Top of The records

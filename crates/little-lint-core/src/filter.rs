//! Post-scan filtering by violation kind.

use std::collections::BTreeSet;

use crate::types::{Violation, ViolationKind};

/// A set of violation kinds; built from a single kind or any collection of kinds.
#[derive(Debug, Clone, Default, PartialEq, Eq)]
pub struct KindSet(BTreeSet<ViolationKind>);

impl KindSet {
    /// Returns true if `kind` is in the set.
    #[must_use]
    pub fn contains(&self, kind: ViolationKind) -> bool {
        self.0.contains(&kind)
    }

    /// Returns true if the set holds no kinds.
    #[must_use]
    pub fn is_empty(&self) -> bool {
        self.0.is_empty()
    }

    /// Iterates over the kinds in code order.
    pub fn iter(&self) -> impl Iterator<Item = ViolationKind> + '_ {
        self.0.iter().copied()
    }
}

impl From<ViolationKind> for KindSet {
    fn from(kind: ViolationKind) -> Self {
        Self(BTreeSet::from([kind]))
    }
}

impl<const N: usize> From<[ViolationKind; N]> for KindSet {
    fn from(kinds: [ViolationKind; N]) -> Self {
        Self(BTreeSet::from(kinds))
    }
}

impl From<&[ViolationKind]> for KindSet {
    fn from(kinds: &[ViolationKind]) -> Self {
        kinds.iter().copied().collect()
    }
}

impl From<Vec<ViolationKind>> for KindSet {
    fn from(kinds: Vec<ViolationKind>) -> Self {
        kinds.into_iter().collect()
    }
}

impl FromIterator<ViolationKind> for KindSet {
    fn from_iter<I: IntoIterator<Item = ViolationKind>>(iter: I) -> Self {
        Self(iter.into_iter().collect())
    }
}

/// Keep-only and drop selections applied to a scan result.
///
/// `include_only` is applied first, then `exclude`. Filtering never touches
/// the result it reads; it produces a new list.
#[derive(Debug, Clone, Default, PartialEq, Eq)]
pub struct ScanFilter {
    include_only: Option<KindSet>,
    exclude: Option<KindSet>,
}

impl ScanFilter {
    /// A filter that keeps everything.
    #[must_use]
    pub fn new() -> Self {
        Self::default()
    }

    /// Keeps only violations of the given kinds.
    #[must_use]
    pub fn include_only(mut self, kinds: impl Into<KindSet>) -> Self {
        self.include_only = Some(kinds.into());
        self
    }

    /// Drops violations of the given kinds.
    #[must_use]
    pub fn exclude(mut self, kinds: impl Into<KindSet>) -> Self {
        self.exclude = Some(kinds.into());
        self
    }

    /// Returns true if the filter keeps everything.
    #[must_use]
    pub fn is_pass_through(&self) -> bool {
        self.include_only.is_none() && self.exclude.as_ref().map_or(true, KindSet::is_empty)
    }

    /// Returns true if a violation of `kind` passes the filter.
    #[must_use]
    pub fn allows(&self, kind: ViolationKind) -> bool {
        let included = self
            .include_only
            .as_ref()
            .map_or(true, |kinds| kinds.contains(kind));
        let excluded = self
            .exclude
            .as_ref()
            .is_some_and(|kinds| kinds.contains(kind));
        included && !excluded
    }

    /// Returns the violations that pass, in their original order.
    #[must_use]
    pub fn apply(&self, violations: &[Violation]) -> Vec<Violation> {
        violations
            .iter()
            .filter(|v| self.allows(v.kind))
            .cloned()
            .collect()
    }
}

#[cfg(test)]
mod tests {
    use super::*;
    use ViolationKind::{MaxLineLength, ModuleNotFound, RelativeImport, TabIndentation};

    fn sample() -> Vec<Violation> {
        vec![
            Violation::new(MaxLineLength, 1),
            Violation::new(ModuleNotFound, 2),
            Violation::new(TabIndentation, 3),
            Violation::new(MaxLineLength, 4),
        ]
    }

    #[test]
    fn pass_through_keeps_everything() {
        let filter = ScanFilter::new();
        assert!(filter.is_pass_through());
        assert_eq!(filter.apply(&sample()), sample());
    }

    #[test]
    fn include_only_single_kind() {
        let kept = ScanFilter::new().include_only(MaxLineLength).apply(&sample());
        assert_eq!(kept.len(), 2);
        assert!(kept.iter().all(|v| v.kind == MaxLineLength));
    }

    #[test]
    fn exclude_set_of_kinds() {
        let kept = ScanFilter::new()
            .exclude([MaxLineLength, TabIndentation])
            .apply(&sample());
        assert_eq!(kept, vec![Violation::new(ModuleNotFound, 2)]);
    }

    #[test]
    fn include_then_exclude_is_intersection_then_difference() {
        let kept = ScanFilter::new()
            .include_only([MaxLineLength, ModuleNotFound])
            .exclude(ModuleNotFound)
            .apply(&sample());
        assert_eq!(
            kept,
            vec![Violation::new(MaxLineLength, 1), Violation::new(MaxLineLength, 4)]
        );
    }

    #[test]
    fn including_and_excluding_same_kind_yields_nothing() {
        let kept = ScanFilter::new()
            .include_only(MaxLineLength)
            .exclude(MaxLineLength)
            .apply(&sample());
        assert!(kept.is_empty());
    }

    #[test]
    fn filtering_leaves_input_untouched() {
        let violations = sample();
        let _ = ScanFilter::new().include_only(RelativeImport).apply(&violations);
        assert_eq!(violations, sample());
    }
}
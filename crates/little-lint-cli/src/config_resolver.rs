//! Locates and loads the configuration for a checked path.
//!
//! Lookup order, first hit wins:
//!
//! 1. `--config <FILE>`
//! 2. `little-lint.toml` or `.little-lint.toml` in the start directory or
//!    the nearest ancestor that has one
//! 3. `config.toml` in `$LITTLE_LINT_CONFIG_DIR`, else in `~/.little-lint/`
//! 4. built-in defaults

use std::path::{Path, PathBuf};

use anyhow::{Context, Result};
use little_lint::Config;

/// Project-level file names, preferred in this order within a directory.
const PROJECT_FILES: [&str; 2] = ["little-lint.toml", ".little-lint.toml"];

/// File name inside the user-wide config directory.
const USER_FILE: &str = "config.toml";

/// Environment variable overriding the user-wide config directory.
const CONFIG_DIR_VAR: &str = "LITTLE_LINT_CONFIG_DIR";

/// Where the configuration comes from.
#[derive(Debug, Clone, PartialEq, Eq)]
pub enum ConfigSource {
    /// Given with `--config`.
    Explicit(PathBuf),
    /// Found in the project tree; the directory is the project root.
    Project {
        /// The config file.
        file: PathBuf,
        /// Directory holding it.
        root: PathBuf,
    },
    /// User-wide file.
    User(PathBuf),
    /// Nothing found.
    Default,
}

impl ConfigSource {
    /// The config file, unless defaults are used.
    #[must_use]
    pub fn file(&self) -> Option<&Path> {
        match self {
            Self::Explicit(file) | Self::Project { file, .. } | Self::User(file) => Some(file),
            Self::Default => None,
        }
    }

    /// The project root implied by the config location, if any.
    #[must_use]
    pub fn project_root(&self) -> Option<&Path> {
        match self {
            Self::Project { root, .. } => Some(root),
            _ => None,
        }
    }

    /// Reads the configuration this source points at.
    ///
    /// # Errors
    ///
    /// Returns an error if the file cannot be read or is not valid TOML.
    pub fn load(&self) -> Result<Config> {
        let Some(file) = self.file() else {
            tracing::debug!("No config file found, using defaults");
            return Ok(Config::default());
        };
        if matches!(self, Self::User(_)) {
            tracing::info!("Using user config: {}", file.display());
        }
        Config::from_file(file).with_context(|| format!("Failed to load config: {}", file.display()))
    }
}

/// Resolves the configuration for a check starting at `start`.
#[must_use]
pub fn resolve(start: &Path, explicit: Option<&Path>) -> ConfigSource {
    resolve_with(start, explicit, user_config_dir())
}

/// Resolution with the user directory passed in, so tests need not touch
/// the environment.
fn resolve_with(start: &Path, explicit: Option<&Path>, user_dir: Option<PathBuf>) -> ConfigSource {
    if let Some(file) = explicit {
        return ConfigSource::Explicit(file.to_path_buf());
    }

    if let Some(source) = start.ancestors().find_map(project_config) {
        return source;
    }

    user_dir
        .map(|dir| dir.join(USER_FILE))
        .filter(|file| file.is_file())
        .map_or(ConfigSource::Default, ConfigSource::User)
}

fn project_config(dir: &Path) -> Option<ConfigSource> {
    PROJECT_FILES.iter().map(|name| dir.join(name)).find(|file| file.is_file()).map(|file| {
        tracing::debug!("Found project config: {}", file.display());
        ConfigSource::Project {
            file,
            root: dir.to_path_buf(),
        }
    })
}

/// The user-wide config directory: `$LITTLE_LINT_CONFIG_DIR`, else
/// `~/.little-lint`.
#[must_use]
pub fn user_config_dir() -> Option<PathBuf> {
    std::env::var_os(CONFIG_DIR_VAR)
        .map(PathBuf::from)
        .or_else(|| home::home_dir().map(|home| home.join(".little-lint")))
}

#[cfg(test)]
mod tests {
    use super::*;
    use std::fs;
    use tempfile::TempDir;

    #[test]
    fn explicit_path_wins_and_is_not_checked() {
        let tmp = TempDir::new().unwrap();
        fs::write(tmp.path().join("little-lint.toml"), "").unwrap();

        let source = resolve_with(tmp.path(), Some(Path::new("/missing.toml")), None);
        assert_eq!(source, ConfigSource::Explicit(PathBuf::from("/missing.toml")));
    }

    #[test]
    fn plain_name_preferred_over_dotfile() {
        let tmp = TempDir::new().unwrap();
        fs::write(tmp.path().join("little-lint.toml"), "").unwrap();
        fs::write(tmp.path().join(".little-lint.toml"), "").unwrap();

        let source = resolve_with(tmp.path(), None, None);
        assert_eq!(source.file(), Some(tmp.path().join("little-lint.toml").as_path()));
    }

    #[test]
    fn nearest_ancestor_config_is_used() {
        let tmp = TempDir::new().unwrap();
        let nested = tmp.path().join("pkg").join("sub");
        fs::create_dir_all(&nested).unwrap();
        fs::write(tmp.path().join(".little-lint.toml"), "").unwrap();

        let source = resolve_with(&nested, None, None);
        assert_eq!(source.project_root(), Some(tmp.path()));
    }

    #[test]
    fn user_config_is_the_fallback() {
        let project = TempDir::new().unwrap();
        let user = TempDir::new().unwrap();
        fs::write(user.path().join("config.toml"), "").unwrap();

        let source = resolve_with(project.path(), None, Some(user.path().to_path_buf()));
        assert_eq!(source, ConfigSource::User(user.path().join("config.toml")));
        assert!(source.project_root().is_none());
    }

    #[test]
    fn empty_user_dir_means_defaults() {
        let project = TempDir::new().unwrap();
        let user = TempDir::new().unwrap();

        let source = resolve_with(project.path(), None, Some(user.path().to_path_buf()));
        assert_eq!(source, ConfigSource::Default);
        assert_eq!(source.load().unwrap().layout.max_line_length, 79);
    }

    #[test]
    fn load_reads_the_file() {
        let tmp = TempDir::new().unwrap();
        let file = tmp.path().join("little-lint.toml");
        fs::write(&file, "[layout]\nmax_line_length = 100\n").unwrap();

        let config = resolve_with(tmp.path(), None, None).load().unwrap();
        assert_eq!(config.layout.max_line_length, 100);
    }

    #[test]
    fn load_reports_bad_toml() {
        let tmp = TempDir::new().unwrap();
        let file = tmp.path().join("little-lint.toml");
        fs::write(&file, "select = [").unwrap();

        let err = ConfigSource::Explicit(file).load().unwrap_err();
        assert!(err.to_string().contains("Failed to load config"));
    }
}
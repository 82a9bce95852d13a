//! Import origin classification interface.

use std::fmt;

/// Where an imported module comes from.
///
/// The declaration order is the required import order; `NotFound` sorts
/// lowest so that an unresolved import never triggers an ordering complaint
/// on the import after it.
#[derive(Debug, Clone, Copy, PartialEq, Eq, PartialOrd, Ord, Hash)]
pub enum OriginKind {
    /// Module could not be located.
    NotFound,
    /// `from __future__ import ...`
    Future,
    /// Standard library.
    Standard,
    /// Installed third-party package.
    ThirdParty,
    /// Local application or library module.
    Local,
}

impl fmt::Display for OriginKind {
    fn fmt(&self, f: &mut fmt::Formatter<'_>) -> fmt::Result {
        match self {
            Self::NotFound => write!(f, "not found"),
            Self::Future => write!(f, "future"),
            Self::Standard => write!(f, "standard library"),
            Self::ThirdParty => write!(f, "third party"),
            Self::Local => write!(f, "local"),
        }
    }
}

/// The module an import statement refers to.
#[derive(Debug, Clone, PartialEq, Eq)]
pub struct ImportTarget {
    /// Dotted module path without leading dots (may be empty for `from . import x`).
    pub module: String,
    /// Number of leading dots of a relative import.
    pub level: usize,
}

impl ImportTarget {
    /// Absolute import of `module`.
    #[must_use]
    pub fn absolute(module: impl Into<String>) -> Self {
        Self {
            module: module.into(),
            level: 0,
        }
    }

    /// Parses a module reference as written after `from`, e.g. `..pkg.mod`.
    #[must_use]
    pub fn parse(text: &str) -> Self {
        let text = text.trim();
        let module = text.trim_start_matches('.');
        Self {
            module: module.trim().to_string(),
            level: text.len() - module.len(),
        }
    }

    /// Returns true for imports with leading dots.
    #[must_use]
    pub fn is_relative(&self) -> bool {
        self.level > 0
    }

    /// First component of the dotted path (e.g., `os` for `os.path`).
    #[must_use]
    pub fn top_level(&self) -> &str {
        self.module.split('.').next().unwrap_or_default()
    }
}

/// Decides the [`OriginKind`] of imports.
pub trait ImportClassifier: Send + Sync {
    /// Classifies one import target.
    fn classify(&self, target: &ImportTarget) -> OriginKind;
}

#[cfg(test)]
mod tests {
    use super::*;

    #[test]
    fn origin_order_matches_grouping() {
        assert!(OriginKind::NotFound < OriginKind::Future);
        assert!(OriginKind::Future < OriginKind::Standard);
        assert!(OriginKind::Standard < OriginKind::ThirdParty);
        assert!(OriginKind::ThirdParty < OriginKind::Local);
    }

    #[test]
    fn parses_relative_targets() {
        let target = ImportTarget::parse("..pkg.sibling");
        assert_eq!(target.level, 2);
        assert_eq!(target.module, "pkg.sibling");
        assert!(target.is_relative());
        assert_eq!(target.top_level(), "pkg");

        let bare = ImportTarget::parse(".");
        assert_eq!(bare.level, 1);
        assert!(bare.module.is_empty());
    }

    #[test]
    fn absolute_target_has_no_level() {
        let target = ImportTarget::absolute("os.path");
        assert!(!target.is_relative());
        assert_eq!(target.top_level(), "os");
    }
}
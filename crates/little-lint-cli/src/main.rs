//! little-lint CLI tool.
//!
//! Usage:
//! ```bash
//! little-lint check [OPTIONS] [PATHS]...
//! little-lint list-rules
//! little-lint init
//! ```
//!
//! Exit codes: 0 when no violations are found, 2 when some are, 1 on
//! usage, I/O or syntax errors.

use std::path::PathBuf;
use std::process::ExitCode;

use anyhow::Result;
use clap::{Parser, Subcommand};
use tracing_subscriber::EnvFilter;

mod commands;
mod config_resolver;

use commands::check::CheckArgs;

/// Style checker for Python source files
#[derive(Parser)]
#[command(name = "little-lint")]
#[command(author, version, about, long_about = None)]
struct Cli {
    /// Enable verbose output
    #[arg(short, long, global = true)]
    verbose: bool,

    /// Path to configuration file
    #[arg(short, long, global = true)]
    config: Option<PathBuf>,

    #[command(subcommand)]
    command: Commands,
}

#[derive(Subcommand)]
enum Commands {
    /// Check Python files for style violations
    Check {
        /// Files or directories to check (default: current directory)
        #[arg(default_value = ".")]
        paths: Vec<PathBuf>,

        /// Output format
        #[arg(short, long, default_value = "text")]
        format: OutputFormat,

        /// Only report these violation kinds (comma-separated names or codes)
        #[arg(long)]
        select: Option<String>,

        /// Never report these violation kinds (comma-separated names or codes)
        #[arg(long)]
        ignore: Option<String>,

        /// Exclude patterns (can be specified multiple times)
        #[arg(short, long)]
        exclude: Vec<String>,

        /// Disable colored output
        #[arg(long)]
        no_color: bool,
    },

    /// List available rules and violation kinds
    ListRules,

    /// Initialize configuration file
    Init {
        /// Overwrite existing config
        #[arg(long)]
        force: bool,
    },
}

/// Output format for lint results.
#[derive(Clone, Copy, Debug, Default, clap::ValueEnum)]
pub enum OutputFormat {
    /// Human-readable text output.
    #[default]
    Text,
    /// JSON output.
    Json,
    /// One-line-per-violation compact format.
    Compact,
}

fn main() -> ExitCode {
    let cli = match Cli::try_parse() {
        Ok(cli) => cli,
        Err(e) => {
            // --help and --version also arrive here
            let code = if e.use_stderr() {
                ExitCode::from(1)
            } else {
                ExitCode::SUCCESS
            };
            let _ = e.print();
            return code;
        }
    };

    let filter = if cli.verbose {
        EnvFilter::new("debug")
    } else {
        EnvFilter::new("info")
    };

    tracing_subscriber::fmt()
        .with_env_filter(filter)
        .with_target(false)
        .with_writer(std::io::stderr)
        .init();

    match run(cli) {
        Ok(code) => code,
        Err(e) => {
            eprintln!("Error: {e:?}");
            ExitCode::from(1)
        }
    }
}

fn run(cli: Cli) -> Result<ExitCode> {
    match cli.command {
        Commands::Check {
            paths,
            format,
            select,
            ignore,
            exclude,
            no_color,
        } => {
            let args = CheckArgs {
                paths,
                format,
                select,
                ignore,
                exclude,
                no_color,
            };
            let outcome = commands::check::run(&args, cli.config.as_deref())?;
            Ok(outcome.exit_code())
        }
        Commands::ListRules => {
            commands::list_rules::run()?;
            Ok(ExitCode::SUCCESS)
        }
        Commands::Init { force } => {
            commands::init::run(force)?;
            Ok(ExitCode::SUCCESS)
        }
    }
}
//! Removal of comment and decorator lines before a re-parse.

use std::collections::BTreeSet;

use tree_sitter::Node;

use crate::parser::end_line;

/// Collects the 1-based lines of `root` that hold only a comment or belong
/// to a decorator.
///
/// A decorator spanning several lines contributes its whole range, so the
/// remaining text still parses.
pub(crate) fn removable_lines(root: Node<'_>, src: &[u8]) -> BTreeSet<usize> {
    let mut lines = BTreeSet::new();
    let mut stack = vec![root];
    while let Some(node) = stack.pop() {
        match node.kind() {
            "decorator" => {
                lines.extend(node.start_position().row + 1..=end_line(node));
            }
            "comment" if starts_its_line(node, src) => {
                lines.insert(node.start_position().row + 1);
            }
            _ => {
                let mut cursor = node.walk();
                stack.extend(node.children(&mut cursor));
            }
        }
    }
    lines
}

fn starts_its_line(node: Node<'_>, src: &[u8]) -> bool {
    let start = node.start_byte();
    let line_start = start - node.start_position().column;
    src.get(line_start..start)
        .is_some_and(|head| head.iter().all(|b| matches!(b, b' ' | b'\t' | b'\x0c')))
}

/// Drops the `removed` lines from `source`.
///
/// Returns the remaining text, each kept line terminated by `\n`, and for
/// each kept line its 1-based line number in `source`.
pub(crate) fn remove_lines(source: &str, removed: &BTreeSet<usize>) -> (String, Vec<usize>) {
    let mut stripped = String::with_capacity(source.len());
    let mut origins = Vec::new();

    for (index, line) in source.split('\n').enumerate() {
        if removed.contains(&(index + 1)) {
            continue;
        }
        stripped.push_str(line);
        stripped.push('\n');
        origins.push(index + 1);
    }

    (stripped, origins)
}
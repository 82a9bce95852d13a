//! Rule discouraging relative imports.
//!
//! # Good Patterns
//!
//! ```text
//! from mypkg import sibling
//! ```

use little_lint_core::{
    NodeCategory, NodeCheck, NodeRef, Registry, RuleInfo, RuleOptions, Violation, ViolationKind,
};

use crate::utils::import_target;
use crate::{RulesError, StyleRule};

/// Rule name for no-relative-imports.
pub const NAME: &str = "no-relative-imports";

const INFO: RuleInfo = RuleInfo::new(NAME, "Recommends absolute over relative imports");

/// Flags `from . import x` and `from .m import x`.
#[derive(Debug, Clone, Copy, Default)]
pub struct NoRelativeImports;

impl NoRelativeImports {
    /// Creates the rule.
    #[must_use]
    pub fn new() -> Self {
        Self
    }

    /// Checks one `from ... import` statement.
    #[must_use]
    pub fn check(node: NodeRef<'_>) -> Option<Violation> {
        import_target(node)
            .filter(|target| target.is_relative())
            .map(|_| Violation::new(ViolationKind::RelativeImport, node.line()))
    }
}

impl StyleRule for NoRelativeImports {
    fn info(&self) -> RuleInfo {
        INFO
    }

    fn register(self: Box<Self>, registry: &mut Registry) -> Result<(), RulesError> {
        registry.register_node_rule(
            INFO,
            &[NodeCategory::ImportFrom],
            NodeCheck::node(Self::check),
            RuleOptions::new(),
        )?;
        Ok(())
    }
}
//! Parser interface implemented by language bindings.

use miette::{Diagnostic, SourceSpan};
use thiserror::Error;

use crate::syntax::SyntaxTree;

/// Source text that is not syntactically valid.
#[derive(Debug, Clone, Error, Diagnostic, PartialEq, Eq)]
#[error("syntax error at line {line}, column {column}: {message}")]
#[diagnostic(code(little_lint::parse))]
pub struct ParseError {
    /// Line of the first error (1-indexed).
    pub line: usize,
    /// Column of the first error (1-indexed).
    pub column: usize,
    /// What went wrong.
    pub message: String,
    /// Byte span of the offending text.
    #[label("{message}")]
    pub span: SourceSpan,
}

impl ParseError {
    /// Creates a parse error at a position.
    #[must_use]
    pub fn new(line: usize, column: usize, message: impl Into<String>) -> Self {
        Self {
            line,
            column,
            message: message.into(),
            span: SourceSpan::from((0, 0)),
        }
    }

    /// Sets the byte span of the offending text.
    #[must_use]
    pub fn with_span(mut self, offset: usize, length: usize) -> Self {
        self.span = SourceSpan::from((offset, length));
        self
    }
}

/// Turns source text into a [`SyntaxTree`].
///
/// Implementations must be usable from several threads at once; any
/// per-parse state is created inside the call.
pub trait SourceParser: Send + Sync {
    /// Language identifier (e.g., `"python"`).
    fn language_id(&self) -> &'static str;

    /// Parses the full text.
    ///
    /// # Errors
    ///
    /// Returns a [`ParseError`] if the text is not syntactically valid.
    fn parse(&self, source: &str) -> Result<SyntaxTree, ParseError>;

    /// Parses the text with comment-only and decorator lines removed.
    ///
    /// The returned tree maps its lines back to the original text through
    /// [`SyntaxTree::origin_line`].
    ///
    /// # Errors
    ///
    /// Returns a [`ParseError`] if the stripped text is not syntactically valid.
    fn parse_stripped(&self, source: &str) -> Result<SyntaxTree, ParseError>;
}
//! Depth-first rule dispatch over a syntax tree.

use tracing::{debug, trace};

use crate::parser::SourceParser;
use crate::registry::{NodeRuleRecord, Registry};
use crate::scanner::ScanError;
use crate::syntax::{NodeId, NodeRef, ParentLinks, SyntaxTree};
use crate::types::Violation;

/// Re-parse of the source without comment and decorator lines.
struct StrippedTree {
    tree: SyntaxTree,
    links: ParentLinks,
}

/// Visits every node of a tree once, pre-order, and runs the node rules
/// that apply to it.
///
/// Parent links are recorded as the walk descends, so a rule sees the
/// parents of the node it is given and of every ancestor.
pub struct TreeWalker<'a> {
    registry: &'a Registry,
    parser: &'a dyn SourceParser,
}

impl<'a> TreeWalker<'a> {
    /// Creates a walker over the node rules of `registry`.
    ///
    /// `parser` is only used for rules that ask for a comment- and
    /// decorator-free tree.
    #[must_use]
    pub fn new(registry: &'a Registry, parser: &'a dyn SourceParser) -> Self {
        Self { registry, parser }
    }

    /// Walks `tree` and returns the violations in visit order.
    ///
    /// # Errors
    ///
    /// Returns [`ScanError::StrippedParse`] if a rule needs the stripped
    /// re-parse and the stripped text does not parse.
    pub fn walk(&self, tree: &SyntaxTree) -> Result<Vec<Violation>, ScanError> {
        let mut violations = Vec::new();
        let mut links = ParentLinks::new(tree);
        let mut stripped: Option<StrippedTree> = None;
        let mut visited = 0usize;

        let mut stack: Vec<(NodeId, Option<NodeId>)> = vec![(tree.root_id(), None)];
        while let Some((id, parent)) = stack.pop() {
            links.set(id, parent);
            visited += 1;

            let category = tree.node(id).category;
            for rule in self.registry.resolve(category) {
                trace!("{} on {} at line {}", rule.info.name, category, tree.node(id).line);
                let output = if rule.flags.ignore_comments_and_decorators {
                    let stripped = self.stripped(&mut stripped, tree.source(), rule)?;
                    rule.check.invoke(stripped.tree.root(&stripped.links))
                } else {
                    rule.check.invoke(NodeRef::new(tree, &links, id))
                };
                output.append_to(&mut violations);
            }

            stack.extend(
                tree.node(id)
                    .children
                    .iter()
                    .rev()
                    .map(|&child| (child, Some(id))),
            );
        }

        debug!(
            "Walked {} nodes, {} node violations",
            visited,
            violations.len()
        );
        Ok(violations)
    }

    fn stripped<'s>(
        &self,
        slot: &'s mut Option<StrippedTree>,
        source: &str,
        rule: &NodeRuleRecord,
    ) -> Result<&'s StrippedTree, ScanError> {
        match slot {
            Some(stripped) => Ok(stripped),
            slot => {
                debug!("Re-parsing without comments and decorators for {}", rule.info.name);
                let tree = self
                    .parser
                    .parse_stripped(source)
                    .map_err(|source| ScanError::StrippedParse {
                        rule: rule.info.name.to_string(),
                        source,
                    })?;
                let links = tree.parent_links();
                Ok(slot.insert(StrippedTree { tree, links }))
            }
        }
    }
}

impl std::fmt::Debug for TreeWalker<'_> {
    fn fmt(&self, f: &mut std::fmt::Formatter<'_>) -> std::fmt::Result {
        f.debug_struct("TreeWalker")
            .field("registry", self.registry)
            .field("language", &self.parser.language_id())
            .finish()
    }
}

Bottom of The records

• **Task brief**
Using only the listing above, restate exactly the lines from the line containing "needs the stripped" through the line containing "let mut links", both included.

• **Solution to this task**
    /// Returns [`ScanError::StrippedParse`] if a rule needs the stripped
    /// re-parse and the stripped text does not parse.
    pub fn walk(&self, tree: &SyntaxTree) -> Result<Vec<Violation>, ScanError> {
        let mut violations = Vec::new();
        let mut links = ParentLinks::new(tree);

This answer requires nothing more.